Ninguém reparou ainda nas macabras semelhanças entre os campos de concentração e os de refugiados?

 

Ninguém viu como é estranha esta nossa apatia face à iminência de uma guerra devastadora, envolvendo vários países da Europa?

No modo como Trump incendeia os ânimos para os ataques à Síria, juntamente com os Aliados? Desafiando todo o bom senso e reavivando os conflitos com a Rússia? Parámos para pensar nas consequências dessa guerra? Demo-nos ao trabalho de estabelecer paralelos entre a invasão do Iraque e, agora, a pretensa invasão da Síria?

Há também um argumento que «justifica» esta indiferença: o de ser «muito longe». Assim como é muito longe o que acontece no Brasil. O longínquo não nos comove, como o que acontece ao nosso lado. Seria um bom argumento se isso não trouxesse consequências como uma tempestade longínqua trazendo os destroços para perto. A democracia, na América Latina, está a saque e os EUA tiram disso dividendos. Está muito longe, sim. Mas o esvaziamento de recursos da América Latina trará de novo a miséria e uma vaga de migrantes semelhante, ou pior, do que a da década passada. Com uma diferença essencial. Economicamente, a Europa não tem o mesmo para oferecer, está exaurida.

Deveríamos estar minimamente atentos, para observarmos que a estabilidade dos países longínquos beneficiaria a nossa própria estabilidade. Se a vaga de imigrantes brasileiros estancou em Portugal, isso deveu-se à recuperação económica do Brasil, a um ponto tal que o fluxo migratório inverteu a sua direcção, fugindo muitos portugueses da crise económica. Não há hoje um movimento que não tenha implicações à escala global, pois a globalização veio para ficar e transformou-se numa teia gigantesca, onde o capitalismo é a aranha, também ela gigante, monstruosa. Não ver isto é cegueira, estaremos como o cortejo de Brueghel, caminhando todos para o abismo. A indiferença é, na minha opinião, essa caminhada para a catástrofe e precisamos de despertar, para interromper a sucessão de pequenas catástrofes nela alojadas, até ao apocalipse final.

Vários amigos brasileiros disseram-me que o pior inimigo do activismo, e da luta contra os recentes acontecimentos no Brasil, é essa indiferença causada por um activismo aparente: o das redes sociais. Quem se senta à frente do computador isenta-se de sair à rua, de se manifestar e de contestar, o que no Brasil tem sido um gravíssimo problema. Os últimos acontecimentos, por exemplo, mobilizaram rapidamente muita gente, mas, com o passar do tempo, esmoreceram rapidamente, enquanto o Facebook se enchia de slogans, imagens e discussões políticas. A indiferença política e social tem aqui o seu oxímoro (e reverso) terrível. Travestida de activismo, a actividade das redes sociais é inoperante e inútil, tal como será inútil não nos manifestarmos diante das embaixadas e das instituições de direitos humanos, face à crise gravíssima do Médio Oriente e, em particular, da Síria.

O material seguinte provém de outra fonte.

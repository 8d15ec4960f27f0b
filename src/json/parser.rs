//! Recursive-descent parser for the JSON-like value grammar
//!
//! The grammar is deliberately lenient: quotes, colons and commas are
//! structural noise that is skipped rather than validated, unterminated
//! containers close at end of input, and numbers are unsigned integers.
//! Only the root delimiter is checked.

use tracing::{debug, warn};

use crate::error::{Error, ErrorKind, Result, Span};
use crate::lexer::{Token, TokenKind, Tokenizer, Whitespace};
use crate::value::{Array, Object, Value};

/// Configuration for the value parser
#[derive(Clone, Copy, Debug, PartialEq, Eq)]
pub struct Config {
    /// Maximum nesting depth (0 means unlimited)
    pub max_depth: u16,
    /// Whitespace policy of the underlying tokenizer
    pub whitespace: Whitespace,
}

impl Default for Config {
    fn default() -> Self {
        Self {
            max_depth: 128,
            whitespace: Whitespace::Skip,
        }
    }
}

impl Config {
    /// No depth limit
    pub const fn unlimited() -> Self {
        Self {
            max_depth: 0,
            whitespace: Whitespace::Skip,
        }
    }

    pub const fn with_max_depth(mut self, max_depth: u16) -> Self {
        self.max_depth = max_depth;
        self
    }

    pub const fn with_whitespace(mut self, whitespace: Whitespace) -> Self {
        self.whitespace = whitespace;
        self
    }
}

/// Value parser holding a one-token lookahead buffer
#[derive(Debug)]
pub struct Parser<'a> {
    tokenizer: Tokenizer<'a>,
    current: Token<'a>,
    config: Config,
    depth: u16,
}

impl<'a> Parser<'a> {
    pub fn new(input: &'a str) -> Self {
        Self::with_config(input, Config::default())
    }

    pub fn with_config(input: &'a str, config: Config) -> Self {
        let mut tokenizer = Tokenizer::new(input, config.whitespace);
        let current = tokenizer.next_token();
        Self {
            tokenizer,
            current,
            config,
            depth: 0,
        }
    }

    /// Parse a document whose root is an object
    pub fn parse(&mut self) -> Result<Value> {
        self.skip_whitespace_tokens();
        if !self.current.is_punct('{') {
            warn!(found = self.current.text, "document does not start with '{{'");
            return Err(self.error(ErrorKind::MissingRootObject));
        }
        let value = self.parse_object()?;
        debug!("parsed root object");
        Ok(value)
    }

    /// Parse a document whose root is an array
    pub fn parse_array(&mut self) -> Result<Value> {
        self.skip_whitespace_tokens();
        if !self.current.is_punct('[') {
            warn!(found = self.current.text, "document does not start with '['");
            return Err(self.error(ErrorKind::MissingRootArray));
        }
        let value = self.parse_array_body()?;
        debug!("parsed root array");
        Ok(value)
    }

    /// Span of the token the parser is stopped on
    pub const fn current_span(&self) -> Span {
        self.current.span
    }

    fn advance(&mut self) {
        self.current = self.tokenizer.next_token();
    }

    fn skip_whitespace_tokens(&mut self) {
        while self.current.is_whitespace() {
            self.advance();
        }
    }

    /// Quotes, colons, commas and blank tokens carry no data
    fn is_separator(token: &Token<'_>) -> bool {
        matches!(token.kind, TokenKind::Punct('"' | ':' | ',')) || token.is_whitespace()
    }

    fn at_close(&self, close: char) -> bool {
        self.current.is_eof() || self.current.is_punct(close)
    }

    fn error(&self, kind: ErrorKind) -> Error {
        Error::new(kind, self.current.span)
    }

    fn enter(&mut self) -> Result<()> {
        self.depth = self.depth.saturating_add(1);
        if self.config.max_depth > 0 && self.depth > self.config.max_depth {
            return Err(self.error(ErrorKind::MaxDepthExceeded {
                max: self.config.max_depth,
            }));
        }
        Ok(())
    }

    fn exit(&mut self) {
        self.depth = self.depth.saturating_sub(1);
    }

    /// Expects the current token to be `{`. Leaves the parser on the closing
    /// `}` or on `Eof`.
    fn parse_object(&mut self) -> Result<Value> {
        self.enter()?;
        let mut object = Object::new();
        let mut key: Option<&'a str> = None;
        self.advance();

        while !self.at_close('}') {
            if !Self::is_separator(&self.current) {
                match key.take() {
                    None => key = Some(self.current.text),
                    Some(k) => {
                        let value = self.parse_value()?;
                        object.insert(k, value);
                    }
                }
            }
            self.advance();
        }

        self.exit();
        Ok(Value::Object(object))
    }

    /// Expects the current token to be `[`. Leaves the parser on the closing
    /// `]` or on `Eof`.
    fn parse_array_body(&mut self) -> Result<Value> {
        self.enter()?;
        let mut array = Array::new();
        self.advance();

        while !self.at_close(']') {
            if !Self::is_separator(&self.current) {
                array.push(self.parse_value()?);
            }
            self.advance();
        }

        self.exit();
        Ok(Value::Array(array))
    }

    fn parse_value(&mut self) -> Result<Value> {
        while self.current.is_whitespace() {
            self.advance();
        }

        let token = self.current;
        let value = match token.kind {
            TokenKind::Punct('{') => return self.parse_object(),
            TokenKind::Punct('[') => return self.parse_array_body(),
            TokenKind::Eof => Value::Null,
            TokenKind::Integer => match token.integer() {
                Some(n) => Value::Integer(n),
                None => Value::String(token.text.to_string()),
            },
            _ => Self::literal(token.text),
        };
        Ok(value)
    }

    fn literal(text: &str) -> Value {
        if text.eq_ignore_ascii_case("true") {
            Value::Bool(true)
        } else if text.eq_ignore_ascii_case("false") {
            Value::Bool(false)
        } else if text.eq_ignore_ascii_case("null") {
            Value::Null
        } else {
            Value::String(text.to_string())
        }
    }
}
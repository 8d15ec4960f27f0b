use super::FormatConfig;
use crate::value::{Array, Object, Value};

/// JSON rendering of `Value` trees
pub struct JsonFormatter;

impl JsonFormatter {
    pub fn format(&self, value: &Value, config: &FormatConfig) -> String {
        if config.pretty || config.sort_keys {
            Self::format_value(value, 0, config)
        } else {
            value.to_string()
        }
    }

    fn format_value(value: &Value, indent: usize, config: &FormatConfig) -> String {
        match value {
            Value::Array(arr) => Self::format_array(arr, indent, config),
            Value::Object(obj) => Self::format_object(obj, indent, config),
            scalar => scalar.to_string(),
        }
    }

    fn indentation(indent: usize, config: &FormatConfig) -> (String, String) {
        if !config.pretty {
            return (String::new(), String::new());
        }
        let outer = " ".repeat(indent * config.indent_spaces);
        let inner = " ".repeat((indent + 1) * config.indent_spaces);
        (outer, inner)
    }

    fn wrap(
        open: char,
        items: Vec<String>,
        close: char,
        outer: &str,
        config: &FormatConfig,
    ) -> String {
        if config.pretty {
            format!("{open}\n{}\n{outer}{close}", items.join(",\n"))
        } else {
            format!("{open}{}{close}", items.join(","))
        }
    }

    fn format_array(arr: &Array, indent: usize, config: &FormatConfig) -> String {
        if arr.is_empty() {
            return "[]".to_string();
        }

        let (outer, inner) = Self::indentation(indent, config);
        let items = arr
            .iter()
            .map(|v| format!("{inner}{}", Self::format_value(v, indent + 1, config)))
            .collect();

        Self::wrap('[', items, ']', &outer, config)
    }

    fn format_object(obj: &Object, indent: usize, config: &FormatConfig) -> String {
        if obj.is_empty() {
            return "{}".to_string();
        }

        let (outer, inner) = Self::indentation(indent, config);
        let mut entries: Vec<(&String, &Value)> = obj.iter().collect();
        if config.sort_keys {
            entries.sort_by_key(|(k, _)| *k);
        }

        let separator = if config.pretty { ": " } else { ":" };
        let items = entries
            .into_iter()
            .map(|(k, v)| {
                format!(
                    "{inner}{}{separator}{}",
                    Value::from(k.as_str()),
                    Self::format_value(v, indent + 1, config)
                )
            })
            .collect();

        Self::wrap('{', items, '}', &outer, config)
    }
}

Se queremos salvar a Europa, temos de exigir que os ataques parem e não deixar repetir os erros históricos cometidos no Iraque, nas duas invasões de tão má memória, onde o armamento maciço como razão invocada foi a maior impostura da história das guerras.

Não há outra forma nem podemos contar com essa tecnologia que esvazia a capacidade de pensar e de agir, de interromper a catástrofe. Já Walter Benjamin compreendera o facto de que a tecnologia sem experiência era cega e vazia. Transforma-nos em autómatos, alienados e zombies, unicamente capazes de repetir gestos como máquinas enlouquecidas e profundamente traumatizadas pela experiência do choque. Serão a nossa indiferença e a nossa apatia a irremediável consequência dessa experiência?

 

Texto publicado no Jornal Imperativo.